While the Murray plan should really be DOA, it will in the end force a conference between the House and Senate for a final budget deal. However, the Ryan plan is not without its negatives.
The previous fiscal cliff deal allowed taxes to rise by $620 billion dollars; Ryan leaves those higher revenues in his budget. AFP opposed the fiscal cliff deal because of the higher taxes; this budget cements them.
- Tax Reform: Ryan and Ways and Means Chairman Dave Camp have committed to doing tax reform.
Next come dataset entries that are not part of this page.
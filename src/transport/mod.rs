//! Transport seams: the server run API and durable conversation storage.
//!
//! The engine is written against these traits; `http` provides the concrete
//! client for the agent service, and tests substitute scripted mocks.

pub mod http;

use std::collections::HashMap;

use async_trait::async_trait;
use futures::stream::BoxStream;

use crate::error::TetherError;
use crate::events::{DecisionBody, RunStreamEvent};
use crate::types::{
    ConversationMessage, DecisionKind, MessageMetadata, RunId, RunStatus, Sender, ToolEvent,
    TurnId,
};

/// Live event sequence for one run, consumed until the server closes it or
/// the caller drops the stream.
pub type EventStream = BoxStream<'static, Result<RunStreamEvent, TetherError>>;

/// Request payload to start a run.
#[derive(Debug, Clone, serde::Serialize)]
pub struct StartRunRequest {
    pub conversation_id: String,
    pub workspace_id: String,
    pub persona: String,
    pub prompt: String,
    #[serde(skip_serializing_if = "Option::is_none")]
    pub history: Option<Vec<ConversationMessage>>,
    pub turn_id: TurnId,
    #[serde(skip_serializing_if = "HashMap::is_empty")]
    pub options: HashMap<String, String>,
}

impl StartRunRequest {
    pub fn new(
        conversation_id: impl Into<String>,
        workspace_id: impl Into<String>,
        persona: impl Into<String>,
        prompt: impl Into<String>,
        turn_id: TurnId,
    ) -> Self {
        Self {
            conversation_id: conversation_id.into(),
            workspace_id: workspace_id.into(),
            persona: persona.into(),
            prompt: prompt.into(),
            history: None,
            turn_id,
            options: HashMap::new(),
        }
    }

    pub fn with_history(mut self, history: Vec<ConversationMessage>) -> Self {
        self.history = Some(history);
        self
    }

    pub fn with_option(mut self, key: impl Into<String>, value: impl Into<String>) -> Self {
        self.options.insert(key.into(), value.into());
        self
    }
}

/// Server acknowledgement for a started run.
#[derive(Debug, Clone, serde::Deserialize)]
pub struct RunStarted {
    pub run_id: RunId,
}

/// Client for the server-side run API. Run state is server-authoritative;
/// the client only reads it here.
#[async_trait]
pub trait RunTransport: Send + Sync {
    async fn start_run(&self, request: StartRunRequest) -> Result<RunStarted, TetherError>;

    /// Open the live event stream for a run. One stream per conversation is
    /// enforced by the engine, not here.
    async fn open_stream(&self, run_id: RunId) -> Result<EventStream, TetherError>;

    /// Authoritative status fetch; the stream's own termination reason is
    /// only a hint.
    async fn run_status(&self, run_id: RunId) -> Result<RunStatus, TetherError>;

    async fn cancel_run(&self, run_id: RunId) -> Result<(), TetherError>;

    async fn submit_decision(
        &self,
        run_id: RunId,
        decision: DecisionKind,
        body: DecisionBody,
    ) -> Result<(), TetherError>;
}

/// Upsert payload for durable conversation storage. With `replace_existing`,
/// the write is keyed by `turn_id` and overwrites rather than appends, which
/// is what makes repeated checkpoints of the same turn safe.
#[derive(Debug, Clone)]
pub struct AppendMessage {
    pub conversation_id: String,
    pub sender: Sender,
    pub text: String,
    pub thinking_text: Option<String>,
    pub tool_events: Vec<ToolEvent>,
    pub turn_id: Option<TurnId>,
    pub run_id: Option<RunId>,
    pub status: Option<RunStatus>,
    pub metadata: Option<MessageMetadata>,
    pub replace_existing: bool,
}

impl AppendMessage {
    pub fn user(conversation_id: impl Into<String>, text: impl Into<String>, turn_id: TurnId) -> Self {
        Self {
            conversation_id: conversation_id.into(),
            sender: Sender::User,
            text: text.into(),
            thinking_text: None,
            tool_events: Vec::new(),
            turn_id: Some(turn_id),
            run_id: None,
            status: None,
            metadata: None,
            replace_existing: false,
        }
    }
}

/// A conversation plus its persisted messages.
#[derive(Debug, Clone)]
pub struct ConversationDetail {
    pub conversation_id: String,
    pub messages: Vec<ConversationMessage>,
}

/// Durable conversation storage.
#[async_trait]
pub trait ConversationStore: Send + Sync {
    async fn append_message(
        &self,
        request: AppendMessage,
    ) -> Result<ConversationMessage, TetherError>;

    async fn fetch_conversation(
        &self,
        conversation_id: &str,
    ) -> Result<ConversationDetail, TetherError>;
}

/// Collaborator refreshed on a light cadence while a conversation streams,
/// so workspace file listings stay current during tool-heavy runs.
#[async_trait]
pub trait WorkspaceWatcher: Send + Sync {
    async fn refresh(&self, workspace_id: &str);
}
impl StreamEngine {
    pub fn new(
        transport: Arc<dyn RunTransport>,
        store: Arc<dyn ConversationStore>,
        registry_store: Arc<dyn RegistryStore>,
        config: EngineConfig,
    ) -> Self {
        let coalescer = ChunkCoalescer::new(config.echo_suppression);
        Self {
            inner: Arc::new(EngineInner {
                config,
                transport,
                store,
                registry: ActiveRunRegistry::new(registry_store),
                materializer: Materializer::new(),
                coalescer,
                persister: ProgressPersister::new(),
                sessions: Mutex::new(HashMap::new()),
                resume_guard: KeyedLease::new(),
                watcher: OnceLock::new(),
                sink: OnceLock::new(),
                shutdown: CancellationToken::new(),
                session_seq: AtomicU64::new(0),
                started: AtomicBool::new(false),
            }),
        }
    }

    /// Receive engine notifications. Set before [`start`](Self::start); later
    /// calls are ignored.
    pub fn with_event_sink(self, sink: EngineEventSink) -> Self {
        let _ = self.inner.sink.set(sink);
        self
    }

    /// Refresh workspace listings on a light cadence while streaming.
    pub fn with_workspace_watcher(self, watcher: Arc<dyn WorkspaceWatcher>) -> Self {
        let _ = self.inner.watcher.set(watcher);
        self
    }

    /// Load the durable registry and start the flush and checkpoint timers.
    pub fn start(&self) -> Result<(), TetherError> {
        if self.inner.started.swap(true, Ordering::SeqCst) {
            return Ok(());
        }
        self.inner.registry.load()?;

        let inner = Arc::clone(&self.inner);
        tokio::spawn(async move {
            let mut ticker = tokio::time::interval(inner.config.flush_interval);
            ticker.set_missed_tick_behavior(tokio::time::MissedTickBehavior::Skip);
            loop {
                tokio::select! {
                    _ = inner.shutdown.cancelled() => break,
                    _ = ticker.tick() => inner.flush_all(),
                }
            }
        });

        let inner = Arc::clone(&self.inner);
        tokio::spawn(async move {
            let mut ticker = tokio::time::interval(inner.config.persist_interval);
            ticker.set_missed_tick_behavior(tokio::time::MissedTickBehavior::Skip);
            loop {
                tokio::select! {
                    _ = inner.shutdown.cancelled() => break,
                    _ = ticker.tick() => inner.persist_active().await,
                }
            }
        });
        Ok(())
    }

    /// Stop all timers and abort every live session. Runs already registered
    /// stay resumable on the next engine start.
    pub fn shutdown(&self) {
        self.inner.shutdown.cancel();
    }

    /// Persist the user prompt, start a run for it, and open its stream.
    pub async fn send_prompt(
        &self,
        conversation_id: &str,
        workspace_id: &str,
        persona: &str,
        prompt: &str,
    ) -> Result<RunId, TetherError> {
        let turn_id = Uuid::new_v4();
        let durable_user = self
            .inner
            .store
            .append_message(AppendMessage::user(conversation_id, prompt, turn_id))
            .await?;
        self.inner.materializer.push(durable_user);
        self.inner.emit(EngineEvent::MessagesUpdated {
            conversation_id: conversation_id.to_string(),
        });

        let started = self
            .inner
            .transport
            .start_run(StartRunRequest::new(
                conversation_id,
                workspace_id,
                persona,
                prompt,
                turn_id,
            ))
            .await?;

        let info = ActiveRunInfo {
            run_id: started.run_id,
            conversation_id: conversation_id.to_string(),
            workspace_id: workspace_id.to_string(),
            persona: persona.to_string(),
            turn_id,
            placeholder_id: placeholder_id(started.run_id),
            status: RunStatus::Running,
        };
        self.inner.registry.register(info.clone());
        open_session(&self.inner, info, Some(prompt.to_string()), true);
        self.inner.emit(EngineEvent::RunStarted {
            conversation_id: conversation_id.to_string(),
            run_id: started.run_id,
        });
        Ok(started.run_id)
    }

    /// Soft-cancel: abort the local stream immediately, then ask the server
    /// to cancel. The server call is best-effort; the local abort is not.
    pub async fn stop(&self, conversation_id: &str) -> Result<(), TetherError> {
        let run_id = {
            let sessions = self.inner.sessions.lock().unwrap_or_else(|e| e.into_inner());
            let Some(handle) = sessions.get(conversation_id) else {
                return Ok(());
            };
            handle.stop_requested.store(true, Ordering::Relaxed);
            handle.cancel.cancel();
            handle.run_id
        };
        if let Err(err) = self.inner.transport.cancel_run(run_id).await {
            tracing::warn!(run_id = %run_id, %err, "server-side cancel failed");
        }
        Ok(())
    }

    /// Fetch durable history for a conversation and, if a registered run is
    /// still live on the server, resume its stream. Resumption is attempted
    /// at most once per run per engine lifetime.
    pub async fn activate_conversation(&self, conversation_id: &str) -> Result<(), TetherError> {
        if self.inner.is_streaming(conversation_id) {
            return Ok(());
        }
        let detail = self.inner.store.fetch_conversation(conversation_id).await?;
        self.inner
            .materializer
            .replace_all(conversation_id, detail.messages);
        self.inner.emit(EngineEvent::MessagesUpdated {
            conversation_id: conversation_id.to_string(),
        });
        self.resume_if_needed(conversation_id).await;
        Ok(())
    }

    async fn resume_if_needed(&self, conversation_id: &str) {
        let snapshot = self.inner.materializer.snapshot(conversation_id);
        let Some(info) = self
            .inner
            .registry
            .get_for_conversation(conversation_id, &snapshot)
        else {
            return;
        };
        if !self.inner.resume_guard.claim(info.run_id) {
            return;
        }

        match self.inner.transport.run_status(info.run_id).await {
            Ok(status) if status.is_active() => {
                // The server replays the run from the start; the original
                // prompt lets the echo check apply to the replay too.
                let prompt = snapshot
                    .iter()
                    .find(|m| m.sender == Sender::User && m.turn_id == Some(info.turn_id))
                    .map(|m| m.text.clone());
                let mut resumed = info;
                resumed.status = RunStatus::Running;
                self.inner.registry.register(resumed.clone());
                let run_id = resumed.run_id;
                open_session(&self.inner, resumed, prompt, true);
                self.inner.emit(EngineEvent::RunResumed {
                    conversation_id: conversation_id.to_string(),
                    run_id,
                });
            }
            Ok(RunStatus::AwaitingApproval) => {
                // No stream to resume; the gate is restored from the
                // persisted metadata in the fetched history.
                self.inner
                    .materializer
                    .update_by_run(conversation_id, info.run_id, |m| {
                        m.status = Some(RunStatus::AwaitingApproval);
                    });
                let mut waiting = info;
                waiting.status = RunStatus::AwaitingApproval;
                let run_id = waiting.run_id;
                self.inner.registry.register(waiting);
                self.inner.emit(EngineEvent::ApprovalRequired {
                    conversation_id: conversation_id.to_string(),
                    run_id,
                });
                self.inner.emit(EngineEvent::MessagesUpdated {
                    conversation_id: conversation_id.to_string(),
                });
            }
            Ok(status) => self.finish_stale_run(conversation_id, &info, Some(status)),
            Err(err) => {
                tracing::warn!(run_id = %info.run_id, %err, "resume status fetch failed");
                self.finish_stale_run(conversation_id, &info, None);
            }
        }
    }

    /// The registered run turned out to be over (or unknowable). Clean up the
    /// registry and any empty placeholder left behind.
    fn finish_stale_run(
        &self,
        conversation_id: &str,
        info: &ActiveRunInfo,
        status: Option<RunStatus>,
    ) {
        if let Some(message) = self
            .inner
            .materializer
            .message_for_run(conversation_id, info.run_id)
        {
            if message.is_empty_placeholder() {
                self.inner
                    .materializer
                    .remove_message(conversation_id, &message.id);
            } else if let Some(status) = status {
                self.inner
                    .materializer
                    .update_by_run(conversation_id, info.run_id, |m| {
                        m.status = Some(status);
                    });
            }
        }
        self.inner.registry.remove(info.run_id);
        self.inner.persister.forget(info.run_id);
        self.inner.emit(EngineEvent::MessagesUpdated {
            conversation_id: conversation_id.to_string(),
        });
    }

    /// Submit a human decision for the conversation's pending interrupt and
    /// reopen the run's stream. Validation is local and happens before any
    /// network call.
    pub async fn submit_decision(
        &self,
        conversation_id: &str,
        decision: DecisionKind,
        body: DecisionBody,
    ) -> Result<(), TetherError> {
        let snapshot = self.inner.materializer.snapshot(conversation_id);
        let Some(message) = snapshot.iter().find(|m| {
            m.metadata
                .as_ref()
                .is_some_and(|md| md.pending_interrupt.is_some())
        }) else {
            return Err(TetherError::InvalidState(
                "no pending interrupt in this conversation".to_string(),
            ));
        };
        let pending = message
            .metadata
            .as_ref()
            .and_then(|md| md.pending_interrupt.clone())
            .unwrap_or_default();
        interrupt::validate_decision(&pending, decision, &body)?;

        let info = match self
            .inner
            .registry
            .get_for_conversation(conversation_id, &snapshot)
        {
            Some(info) => info,
            // Registry lost (e.g. pruned file); rebuild from the message.
            None => {
                let run_id = message.run().ok_or_else(|| {
                    TetherError::InvalidState(
                        "interrupted message has no run identity".to_string(),
                    )
                })?;
                let turn_id = message.turn_id.ok_or_else(|| {
                    TetherError::InvalidState("interrupted message has no turn".to_string())
                })?;
                ActiveRunInfo {
                    run_id,
                    conversation_id: conversation_id.to_string(),
                    workspace_id: String::new(),
                    persona: String::new(),
                    turn_id,
                    placeholder_id: message.id.clone(),
                    status: RunStatus::AwaitingApproval,
                }
            }
        };

        self.inner
            .transport
            .submit_decision(info.run_id, decision, body)
            .await?;

        self.inner
            .materializer
            .update_by_run(conversation_id, info.run_id, |m| {
                if let Some(metadata) = m.metadata.as_mut() {
                    metadata.pending_interrupt = None;
                }
                m.status = Some(RunStatus::Running);
            });
        let mut resumed = info;
        resumed.status = RunStatus::Running;
        self.inner.registry.register(resumed.clone());
        // Same run resumes mid-flight; streamed text so far is kept.
        open_session(&self.inner, resumed, None, false);
        self.inner.emit(EngineEvent::MessagesUpdated {
            conversation_id: conversation_id.to_string(),
        });
        Ok(())
    }

    /// Latest committed message snapshot for a conversation.
    pub fn messages(&self, conversation_id: &str) -> Arc<[ConversationMessage]> {
        self.inner.materializer.snapshot(conversation_id)
    }

    /// Whether a live stream session exists for the conversation.
    pub fn is_streaming(&self, conversation_id: &str) -> bool {
        self.inner.is_streaming(conversation_id)
    }
}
Their goals include: o Individual: Two Brackets, 10% and 25% o Individual: Repeal Alternative Minimum Tax o Eliminate Deductions and Credits: no list of what they’re targeting o Corporate: Top rate of 25% o Corporate: Move to territorial system
- Health Care o Repeals the spending portion of the President’s law § Repeals the $1.2 trillion in exchange subsidies § Repeals the Independent Payment Advisory Board o Does not explicitly repeal the taxes in the President’s law o Medicaid: Block grants Medicaid & food stamps (SNAP) o Medicare: premium support that is the same as his plan last year
- Discretionary Spending o Extends the BCA caps for two more years o Increases federal employee contribution to their pension plans o Provides some flexibility on defense spending, while keeping the caps in place
- Energy o Permits the Keystone Pipeline o Expanded oil and gas leasing o Stops the government from buying up land to lock off production
- Housing o Winds down Fannie and Freddie
- Social Security: nothing. He punts to the President and asks him to come up with a plan
- Death Tax: nothing.
- Taxes: keeps the higher taxes from the fiscal cliff deal and doesn’t explicitly repeal the President’s health care.